Look out, Brendan Fraser, ex-wrestler The Rock is attempting to muscle in on your territory.
Fraser, the go-to guy for family-friendly adventure fare, racked up three movies last year alone: Journey To The Centre Of The Earth, The Mummy: Tomb Of The Dragon Emperor and Inkheart.
But perhaps there is room for another player in this lucrative box-office genre. After The Game Plan (2007), about a football player bonding with his eight- year-old daughter, Dwayne Johnson is ready to step up and help shoulder the weight of PG-rated heroics.

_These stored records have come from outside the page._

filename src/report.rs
use serde::{Deserialize, Serialize};

#[derive(Debug, Clone, Serialize, Deserialize)]
pub struct RunMeta {
    pub schema_version: u32,
    pub bench_version: String,
    pub profile: String,
    pub seed: u64,
    pub timestamp_utc: String,
    pub store: String,
    pub fields: usize,
    pub items: u64,
}

#[derive(Debug, Clone, Serialize, Deserialize)]
pub struct Measurement {
    pub name: String,
    pub unit: String,

    pub iters: u64,
    pub warmup_iters: u64,

    pub total_ns: u128,
    pub ns_per_iter: f64,

    pub bytes_processed: Option<u64>,
    pub throughput_bytes_per_s: Option<f64>,

    pub extra: serde_json::Value,
}

impl Measurement {
    /// Builds a measurement from a timed loop, deriving the per-iteration and
    /// throughput figures.
    pub fn timed(
        name: impl Into<String>,
        unit: impl Into<String>,
        iters: u64,
        warmup_iters: u64,
        total_ns: u128,
        bytes_processed: Option<u64>,
        extra: serde_json::Value,
    ) -> Self {
        let ns_per_iter = (total_ns as f64) / (iters.max(1) as f64);
        let throughput_bytes_per_s = bytes_processed.and_then(|bytes| {
            let total_s = (total_ns as f64) / 1e9;
            if total_s <= 0.0 {
                None
            } else {
                Some((bytes as f64) / total_s)
            }
        });

        Self {
            name: name.into(),
            unit: unit.into(),
            iters,
            warmup_iters,
            total_ns,
            ns_per_iter,
            bytes_processed,
            throughput_bytes_per_s,
            extra,
        }
    }
}

#[derive(Debug, Clone, Serialize, Deserialize)]
pub struct BenchReport {
    pub run: RunMeta,
    pub schema: serde_json::Value,
    pub measurements: Vec<Measurement>,
}
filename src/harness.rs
use std::hint::black_box;
use std::io;
use std::sync::atomic::{AtomicBool, Ordering};
use std::sync::Arc;
use std::thread;
use std::time::Instant;

use rand_chacha::rand_core::SeedableRng;
use rand_chacha::ChaCha8Rng;
use tracing::{error, warn};

#[derive(Clone, Copy, Debug)]
pub enum Profile {
    Quick,
    Full,
}

impl Profile {
    pub fn as_str(&self) -> &'static str {
        match self {
            Profile::Quick => "quick",
            Profile::Full => "full",
        }
    }
}

#[derive(Clone, Debug)]
pub struct BenchConfig {
    pub profile: Profile,
    pub seed: u64,
}

impl BenchConfig {
    pub fn rng(&self) -> ChaCha8Rng {
        ChaCha8Rng::seed_from_u64(self.seed)
    }

    /// RNG for the `index`-th generated record, independent of generation order.
    pub fn item_rng(&self, index: u64) -> ChaCha8Rng {
        ChaCha8Rng::seed_from_u64(per_item_seed(self.seed, index))
    }

    pub fn warmup_iters(&self) -> u64 {
        match self.profile {
            Profile::Quick => 32,
            Profile::Full => 200,
        }
    }

    pub fn iters(&self) -> u64 {
        match self.profile {
            Profile::Quick => 300,
            Profile::Full => 3_000,
        }
    }
}

fn per_item_seed(master_seed: u64, index: u64) -> u64 {
    master_seed
        .wrapping_add(index)
        .wrapping_mul(0x517cc1b727220a95)
}

/// Cooperative stop signal, checked between records.
#[derive(Clone, Debug, Default)]
pub struct StopFlag(Arc<AtomicBool>);

impl StopFlag {
    pub fn new() -> Self {
        Self::default()
    }

    pub fn stop(&self) {
        self.0.store(true, Ordering::Relaxed);
    }

    pub fn is_stopped(&self) -> bool {
        self.0.load(Ordering::Relaxed)
    }

    /// Sets the flag on the first Ctrl-C. A second Ctrl-C exits the process.
    pub fn stop_on_ctrl_c(&self) -> io::Result<()> {
        let runtime = tokio::runtime::Builder::new_current_thread()
            .enable_all()
            .build()?;
        let flag = self.clone();

        thread::Builder::new().name("ctrl-c".to_string()).spawn(move || {
            runtime.block_on(async {
                if let Err(e) = tokio::signal::ctrl_c().await {
                    error!(error = %e, "unable to listen for Ctrl-C");
                    return;
                }
                warn!("interrupt received, stopping after the current record");
                flag.stop();

                if tokio::signal::ctrl_c().await.is_ok() {
                    warn!("second interrupt, exiting without cleanup");
                    std::process::exit(130);
                }
            })
        })?;
        Ok(())
    }
}

#[derive(Clone, Debug)]
pub struct Measured {
    pub iters: u64,
    pub warmup_iters: u64,
    pub total_ns: u128,
    pub ns_per_iter: f64,
}

pub fn measure_fn<T>(iters: u64, warmup_iters: u64, mut f: impl FnMut() -> T) -> Measured {
    for _ in 0..warmup_iters {
        black_box(f());
    }

    let start = Instant::now();
    for _ in 0..iters {
        black_box(f());
    }
    let elapsed = start.elapsed();

    let total_ns = elapsed.as_nanos();
    let denom = iters.max(1) as f64;
    let ns_per_iter = (total_ns as f64) / denom;

    Measured {
        iters,
        warmup_iters,
        total_ns,
        ns_per_iter,
    }
}
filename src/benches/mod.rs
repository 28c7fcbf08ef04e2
pub mod roundtrip;
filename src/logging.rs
use tracing_subscriber::{fmt, EnvFilter};

/// Installs the global subscriber. Events go to stderr so stdout stays free
/// for the JSON report. `RUST_LOG` takes precedence over `level`.
pub fn init(level: &str) {
    let filter = EnvFilter::try_from_default_env().unwrap_or_else(|_| EnvFilter::new(level));

    // A subscriber may already be installed when embedded; keep that one.
    let _ = fmt()
        .with_env_filter(filter)
        .with_writer(std::io::stderr)
        .with_target(false)
        .compact()
        .try_init();
}
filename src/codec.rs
//! Record payload codecs.
//!
//! Two wire shapes are supported:
//!
//! | Shape | Encoding | Decoding |
//! |-------|----------|----------|
//! | JSON | object keyed by wire key, values in each kind's JSON form | shape check, then the kind's extractor on the scalar text |
//! | K/V | flat `[name, value, name, value, ...]` list of display strings | the kind's extractor on each value string |
//!
//! Only live fields are written or read. Unknown keys in a payload are
//! ignored. A live field absent from a payload (or `null` in JSON) keeps its
//! zero value and stays unfilled.

use crate::error::{DecodeError, EncodeError};
use crate::record::{DecodedRecord, Record};
use crate::schema::Schema;
use crate::value::JsonShape;
use serde::ser::{SerializeMap, Serializer};
use serde::Serialize;

/// Field name the JSON payload is stored under in a stream entry.
pub const JSON_FIELD: &str = "json";

struct JsonView<'a> {
    record: &'a Record,
    schema: &'a Schema,
}

impl Serialize for JsonView<'_> {
    fn serialize<S: Serializer>(&self, serializer: S) -> Result<S::Ok, S::Error> {
        let mut map = serializer.serialize_map(Some(self.schema.live_len()))?;
        for (i, field) in self.schema.live_fields() {
            if let Some(value) = self.record.get(i) {
                map.serialize_entry(&field.name, value)?;
            }
        }
        map.end()
    }
}

pub fn encode_json(record: &Record, schema: &Schema) -> Result<Vec<u8>, EncodeError> {
    Ok(serde_json::to_vec(&JsonView { record, schema })?)
}

pub fn encode_kv(record: &Record, schema: &Schema) -> Vec<String> {
    let mut out = Vec::with_capacity(schema.live_len() * 2);
    for (i, field) in schema.live_fields() {
        if let Some(value) = record.get(i) {
            out.push(field.name.clone());
            out.push(value.to_string());
        }
    }
    out
}

pub fn decode_json(bytes: &[u8], schema: &Schema) -> Result<DecodedRecord, DecodeError> {
    let parsed: serde_json::Value = serde_json::from_slice(bytes)?;
    let object = parsed.as_object().ok_or(DecodeError::NotAnObject)?;
    let mut decoded = DecodedRecord::new(schema);

    for (i, field) in schema.live_fields() {
        let raw = match object.get(&field.name) {
            None | Some(serde_json::Value::Null) => continue,
            Some(raw) => raw,
        };

        let text = match (field.kind.json_shape(), raw) {
            (JsonShape::String, serde_json::Value::String(s)) => s.clone(),
            (JsonShape::Number, serde_json::Value::Number(n)) => n.to_string(),
            _ => {
                return Err(DecodeError::TypeMismatch {
                    field: field.name.clone(),
                    kind: field.kind,
                    raw: raw.to_string(),
                })
            }
        };

        let extractor = schema.entry(i).extractor;
        extractor(&text, decoded.slot_mut(i)).map_err(|source| DecodeError::Field {
            field: field.name.clone(),
            source,
        })?;
    }

    Ok(decoded)
}

pub fn decode_kv<S: AsRef<str>>(pairs: &[S], schema: &Schema) -> Result<DecodedRecord, DecodeError> {
    if pairs.len() % 2 != 0 {
        return Err(DecodeError::OddPairs { len: pairs.len() });
    }

    let mut decoded = DecodedRecord::new(schema);
    for pair in pairs.chunks_exact(2) {
        let (name, raw) = (pair[0].as_ref(), pair[1].as_ref());
        let Some(i) = schema.position(name) else {
            continue;
        };
        let extractor = schema.entry(i).extractor;
        extractor(raw, decoded.slot_mut(i)).map_err(|source| DecodeError::Field {
            field: name.to_string(),
            source,
        })?;
    }

    Ok(decoded)
}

In Race, he happens to be in the right place at the right time and reluctantly picks up Seth and Sara, whom he thinks are teenagers on the run.
Here, the plot police would like to pull over this vehicle for a serious infraction. Seth is able to manipulate his molecular make-up and pass through solid surfaces, and Sara is able to move objects, including controlling the steering wheel and shifting gears, just by thinking about it. And yet, they are happy to sit in the back of the cab until Jack Bruno turns up.
But Race has already sped on, leaving logic and reason behind in a cloud of dust.What follows is a standard chase movie as the government goons and an assassin from another world go after the conveniently telegenic aliens while Jack drives like a man possessed in the sturdiest cab known to man.
Then, as if having decided that, oops, some kind of female star is needed to serve as a foil to Johnson, Seth and Sara pinpoint Dr Alex Friedman as the one person who can help them locate their ship, which has been confiscated by the military.
You have to wonder if the budget ran out at this point, or if they overspent on that miraculous cab, because the flying saucer looks like a leftover prop from the 1970s. The ship in Close Encounters Of The Third Kind (1977) looked more impressive. So much for progress and advanced alien technology.
Johnson has a natural charisma and an easy grace, but he needs stronger material if he is serious about challenging Fraser.
As a reminder of the fickleness of the showbusiness, Tom Everett Scott pops up in a minor role as a government agent. Yes, that same actor from the candy-coloured musical That Thing You Do! back in 1996.
He is a stern reminder to Johnson that if the wrestling star wants to remain a contender in the entertainment ring, he will have to step up his game.